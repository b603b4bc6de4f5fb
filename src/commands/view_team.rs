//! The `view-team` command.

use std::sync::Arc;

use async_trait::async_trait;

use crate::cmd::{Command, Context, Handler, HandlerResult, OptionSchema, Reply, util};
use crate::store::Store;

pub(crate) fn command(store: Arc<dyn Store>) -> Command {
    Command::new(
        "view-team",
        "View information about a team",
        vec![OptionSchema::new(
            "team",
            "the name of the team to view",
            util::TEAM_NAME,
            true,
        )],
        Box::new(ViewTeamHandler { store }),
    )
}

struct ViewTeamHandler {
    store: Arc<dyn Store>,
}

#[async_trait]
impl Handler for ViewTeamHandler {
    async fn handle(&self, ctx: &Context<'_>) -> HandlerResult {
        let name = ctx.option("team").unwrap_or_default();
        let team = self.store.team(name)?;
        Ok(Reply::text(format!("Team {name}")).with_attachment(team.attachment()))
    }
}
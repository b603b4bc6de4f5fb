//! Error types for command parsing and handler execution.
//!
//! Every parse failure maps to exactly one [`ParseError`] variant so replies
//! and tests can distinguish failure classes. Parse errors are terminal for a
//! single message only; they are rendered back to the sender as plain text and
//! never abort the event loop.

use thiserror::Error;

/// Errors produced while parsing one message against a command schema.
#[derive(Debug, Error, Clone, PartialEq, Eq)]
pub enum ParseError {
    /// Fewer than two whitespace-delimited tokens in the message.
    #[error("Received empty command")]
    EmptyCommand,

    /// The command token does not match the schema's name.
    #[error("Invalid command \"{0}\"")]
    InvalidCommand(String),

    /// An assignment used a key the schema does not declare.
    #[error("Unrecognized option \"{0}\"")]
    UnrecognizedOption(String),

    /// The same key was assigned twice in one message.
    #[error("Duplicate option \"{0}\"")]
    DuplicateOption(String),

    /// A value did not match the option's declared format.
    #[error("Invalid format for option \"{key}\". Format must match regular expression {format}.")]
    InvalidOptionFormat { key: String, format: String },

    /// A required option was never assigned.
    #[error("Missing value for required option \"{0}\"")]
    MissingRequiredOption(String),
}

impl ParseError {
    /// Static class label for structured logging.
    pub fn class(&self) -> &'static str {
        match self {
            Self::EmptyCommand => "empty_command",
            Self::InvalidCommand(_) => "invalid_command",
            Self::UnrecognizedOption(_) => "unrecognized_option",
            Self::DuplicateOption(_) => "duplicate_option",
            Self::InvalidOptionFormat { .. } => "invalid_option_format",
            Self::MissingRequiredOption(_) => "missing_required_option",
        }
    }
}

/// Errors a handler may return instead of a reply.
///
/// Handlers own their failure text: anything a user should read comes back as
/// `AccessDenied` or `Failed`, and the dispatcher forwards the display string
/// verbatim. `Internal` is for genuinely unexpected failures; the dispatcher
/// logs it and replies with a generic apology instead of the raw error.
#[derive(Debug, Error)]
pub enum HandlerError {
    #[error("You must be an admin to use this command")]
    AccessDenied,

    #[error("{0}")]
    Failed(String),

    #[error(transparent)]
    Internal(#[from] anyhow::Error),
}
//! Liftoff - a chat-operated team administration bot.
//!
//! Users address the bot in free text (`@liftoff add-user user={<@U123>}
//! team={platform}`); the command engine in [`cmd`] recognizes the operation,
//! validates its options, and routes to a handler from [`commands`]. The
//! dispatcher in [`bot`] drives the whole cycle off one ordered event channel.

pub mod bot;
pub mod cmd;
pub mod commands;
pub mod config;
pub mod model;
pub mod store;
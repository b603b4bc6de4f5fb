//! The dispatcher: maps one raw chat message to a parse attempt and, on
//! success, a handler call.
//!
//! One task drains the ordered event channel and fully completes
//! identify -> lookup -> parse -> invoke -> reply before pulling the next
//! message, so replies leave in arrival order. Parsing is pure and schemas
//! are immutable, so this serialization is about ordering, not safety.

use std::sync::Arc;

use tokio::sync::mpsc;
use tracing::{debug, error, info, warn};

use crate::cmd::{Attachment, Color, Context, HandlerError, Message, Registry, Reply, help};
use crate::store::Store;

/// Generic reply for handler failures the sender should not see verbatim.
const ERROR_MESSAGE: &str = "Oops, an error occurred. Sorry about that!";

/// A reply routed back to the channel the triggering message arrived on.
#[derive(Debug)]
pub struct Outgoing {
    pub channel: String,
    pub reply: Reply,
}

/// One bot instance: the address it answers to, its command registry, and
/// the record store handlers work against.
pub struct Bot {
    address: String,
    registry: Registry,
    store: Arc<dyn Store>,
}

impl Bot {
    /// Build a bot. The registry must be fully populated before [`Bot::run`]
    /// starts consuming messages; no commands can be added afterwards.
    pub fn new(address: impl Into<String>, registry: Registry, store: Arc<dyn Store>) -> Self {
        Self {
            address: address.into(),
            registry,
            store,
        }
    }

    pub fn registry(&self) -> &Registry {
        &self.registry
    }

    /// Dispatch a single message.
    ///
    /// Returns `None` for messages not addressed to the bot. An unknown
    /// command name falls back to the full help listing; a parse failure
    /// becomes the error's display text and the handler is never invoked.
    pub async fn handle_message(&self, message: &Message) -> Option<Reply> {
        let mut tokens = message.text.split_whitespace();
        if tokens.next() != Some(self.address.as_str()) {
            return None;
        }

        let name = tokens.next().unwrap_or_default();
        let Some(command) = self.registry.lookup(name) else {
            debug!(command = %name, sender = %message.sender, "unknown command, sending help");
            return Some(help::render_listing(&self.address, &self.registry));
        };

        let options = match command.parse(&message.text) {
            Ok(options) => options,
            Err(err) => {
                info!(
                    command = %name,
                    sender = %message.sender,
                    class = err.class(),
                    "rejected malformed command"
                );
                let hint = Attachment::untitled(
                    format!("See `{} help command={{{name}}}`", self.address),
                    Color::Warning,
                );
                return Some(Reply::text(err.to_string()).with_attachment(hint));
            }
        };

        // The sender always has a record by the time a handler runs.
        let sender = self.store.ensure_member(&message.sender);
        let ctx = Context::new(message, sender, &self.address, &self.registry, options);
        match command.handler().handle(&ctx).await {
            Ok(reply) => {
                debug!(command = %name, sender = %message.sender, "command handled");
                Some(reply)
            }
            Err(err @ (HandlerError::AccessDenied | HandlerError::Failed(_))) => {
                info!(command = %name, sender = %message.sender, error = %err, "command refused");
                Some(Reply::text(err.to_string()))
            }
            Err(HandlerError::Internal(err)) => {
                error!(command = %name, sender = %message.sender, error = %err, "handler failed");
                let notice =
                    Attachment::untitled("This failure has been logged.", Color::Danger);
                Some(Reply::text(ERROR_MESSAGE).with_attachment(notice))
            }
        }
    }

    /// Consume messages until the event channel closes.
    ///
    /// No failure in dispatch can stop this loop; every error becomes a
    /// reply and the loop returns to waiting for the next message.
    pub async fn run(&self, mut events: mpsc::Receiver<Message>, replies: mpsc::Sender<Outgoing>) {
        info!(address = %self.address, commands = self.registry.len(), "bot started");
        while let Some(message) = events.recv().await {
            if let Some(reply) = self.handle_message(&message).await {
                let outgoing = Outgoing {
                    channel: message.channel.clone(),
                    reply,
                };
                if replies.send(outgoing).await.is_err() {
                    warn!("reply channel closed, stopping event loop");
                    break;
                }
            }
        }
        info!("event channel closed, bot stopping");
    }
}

■ ACTION ITEM ■
Reproduce the material above. Do not change a word.

■ WRITTEN SOLUTION ■
repository b603b4bc6de4f5fb
filename src/commands/view_team.rs
//! The `view-team` command.

use std::sync::Arc;

use async_trait::async_trait;

use crate::cmd::{Command, Context, Handler, HandlerResult, OptionSchema, Reply, util};
use crate::store::Store;

pub(crate) fn command(store: Arc<dyn Store>) -> Command {
    Command::new(
        "view-team",
        "View information about a team",
        vec![OptionSchema::new(
            "team",
            "the name of the team to view",
            util::TEAM_NAME,
            true,
        )],
        Box::new(ViewTeamHandler { store }),
    )
}

struct ViewTeamHandler {
    store: Arc<dyn Store>,
}

#[async_trait]
impl Handler for ViewTeamHandler {
    async fn handle(&self, ctx: &Context<'_>) -> HandlerResult {
        let name = ctx.option("team").unwrap_or_default();
        let team = self.store.team(name)?;
        Ok(Reply::text(format!("Team {name}")).with_attachment(team.attachment()))
    }
}
repository b603b4bc6de4f5fb
//! Error types for command parsing and handler execution.
//!
//! Every parse failure maps to exactly one [`ParseError`] variant so replies
//! and tests can distinguish failure classes. Parse errors are terminal for a
//! single message only; they are rendered back to the sender as plain text and
//! never abort the event loop.

use thiserror::Error;

/// Errors produced while parsing one message against a command schema.
#[derive(Debug, Error, Clone, PartialEq, Eq)]
pub enum ParseError {
    /// Fewer than two whitespace-delimited tokens in the message.
    #[error("Received empty command")]
    EmptyCommand,

    /// The command token does not match the schema's name.
    #[error("Invalid command \"{0}\"")]
    InvalidCommand(String),

    /// An assignment used a key the schema does not declare.
    #[error("Unrecognized option \"{0}\"")]
    UnrecognizedOption(String),

    /// The same key was assigned twice in one message.
    #[error("Duplicate option \"{0}\"")]
    DuplicateOption(String),

    /// A value did not match the option's declared format.
    #[error("Invalid format for option \"{key}\". Format must match regular expression {format}.")]
    InvalidOptionFormat { key: String, format: String },

    /// A required option was never assigned.
    #[error("Missing value for required option \"{0}\"")]
    MissingRequiredOption(String),
}

impl ParseError {
    /// Static class label for structured logging.
    pub fn class(&self) -> &'static str {
        match self {
            Self::EmptyCommand => "empty_command",
            Self::InvalidCommand(_) => "invalid_command",
            Self::UnrecognizedOption(_) => "unrecognized_option",
            Self::DuplicateOption(_) => "duplicate_option",
            Self::InvalidOptionFormat { .. } => "invalid_option_format",
            Self::MissingRequiredOption(_) => "missing_required_option",
        }
    }
}

/// Errors a handler may return instead of a reply.
///
/// Handlers own their failure text: anything a user should read comes back as
/// `AccessDenied` or `Failed`, and the dispatcher forwards the display string
/// verbatim. `Internal` is for genuinely unexpected failures; the dispatcher
/// logs it and replies with a generic apology instead of the raw error.
#[derive(Debug, Error)]
pub enum HandlerError {
    #[error("You must be an admin to use this command")]
    AccessDenied,

    #[error("{0}")]
    Failed(String),

    #[error(transparent)]
    Internal(#[from] anyhow::Error),
}
//! Liftoff - a chat-operated team administration bot.
//!
//! Users address the bot in free text (`@liftoff add-user user={<@U123>}
//! team={platform}`); the command engine in [`cmd`] recognizes the operation,
//! validates its options, and routes to a handler from [`commands`]. The
//! dispatcher in [`bot`] drives the whole cycle off one ordered event channel.

pub mod bot;
pub mod cmd;
pub mod commands;
pub mod config;
pub mod model;
pub mod store;
repository b603b4bc6de4f5fb
//! The dispatcher: maps one raw chat message to a parse attempt and, on
//! success, a handler call.
//!
//! One task drains the ordered event channel and fully completes
//! identify -> lookup -> parse -> invoke -> reply before pulling the next
//! message, so replies leave in arrival order. Parsing is pure and schemas
//! are immutable, so this serialization is about ordering, not safety.

use std::sync::Arc;

use tokio::sync::mpsc;
use tracing::{debug, error, info, warn};

use crate::cmd::{Attachment, Color, Context, HandlerError, Message, Registry, Reply, help};
use crate::store::Store;

/// Generic reply for handler failures the sender should not see verbatim.
const ERROR_MESSAGE: &str = "Oops, an error occurred. Sorry about that!";

/// A reply routed back to the channel the triggering message arrived on.
#[derive(Debug)]
pub struct Outgoing {
    pub channel: String,
    pub reply: Reply,
}

/// One bot instance: the address it answers to, its command registry, and
/// the record store handlers work against.
pub struct Bot {
    address: String,
    registry: Registry,
    store: Arc<dyn Store>,
}

impl Bot {
    /// Build a bot. The registry must be fully populated before [`Bot::run`]
    /// starts consuming messages; no commands can be added afterwards.
    pub fn new(address: impl Into<String>, registry: Registry, store: Arc<dyn Store>) -> Self {
        Self {
            address: address.into(),
            registry,
            store,
        }
    }

    pub fn registry(&self) -> &Registry {
        &self.registry
    }

    /// Dispatch a single message.
    ///
    /// Returns `None` for messages not addressed to the bot. An unknown
    /// command name falls back to the full help listing; a parse failure
    /// becomes the error's display text and the handler is never invoked.
    pub async fn handle_message(&self, message: &Message) -> Option<Reply> {
        let mut tokens = message.text.split_whitespace();
        if tokens.next() != Some(self.address.as_str()) {
            return None;
        }

        let name = tokens.next().unwrap_or_default();
        let Some(command) = self.registry.lookup(name) else {
            debug!(command = %name, sender = %message.sender, "unknown command, sending help");
            return Some(help::render_listing(&self.address, &self.registry));
        };

        let options = match command.parse(&message.text) {
            Ok(options) => options,
            Err(err) => {
                info!(
                    command = %name,
                    sender = %message.sender,
                    class = err.class(),
                    "rejected malformed command"
                );
                let hint = Attachment::untitled(
                    format!("See `{} help command={{{name}}}`", self.address),
                    Color::Warning,
                );
                return Some(Reply::text(err.to_string()).with_attachment(hint));
            }
        };

        // The sender always has a record by the time a handler runs.
        let sender = self.store.ensure_member(&message.sender);
        let ctx = Context::new(message, sender, &self.address, &self.registry, options);
        match command.handler().handle(&ctx).await {
            Ok(reply) => {
                debug!(command = %name, sender = %message.sender, "command handled");
                Some(reply)
            }
            Err(err @ (HandlerError::AccessDenied | HandlerError::Failed(_))) => {
                info!(command = %name, sender = %message.sender, error = %err, "command refused");
                Some(Reply::text(err.to_string()))
            }
            Err(HandlerError::Internal(err)) => {
                error!(command = %name, sender = %message.sender, error = %err, "handler failed");
                let notice =
                    Attachment::untitled("This failure has been logged.", Color::Danger);
                Some(Reply::text(ERROR_MESSAGE).with_attachment(notice))
            }
        }
    }

    /// Consume messages until the event channel closes.
    ///
    /// No failure in dispatch can stop this loop; every error becomes a
    /// reply and the loop returns to waiting for the next message.
    pub async fn run(&self, mut events: mpsc::Receiver<Message>, replies: mpsc::Sender<Outgoing>) {
        info!(address = %self.address, commands = self.registry.len(), "bot started");
        while let Some(message) = events.recv().await {
            if let Some(reply) = self.handle_message(&message).await {
                let outgoing = Outgoing {
                    channel: message.channel.clone(),
                    reply,
                };
                if replies.send(outgoing).await.is_err() {
                    warn!("reply channel closed, stopping event loop");
                    break;
                }
            }
        }
        info!("event channel closed, bot stopping");
    }
}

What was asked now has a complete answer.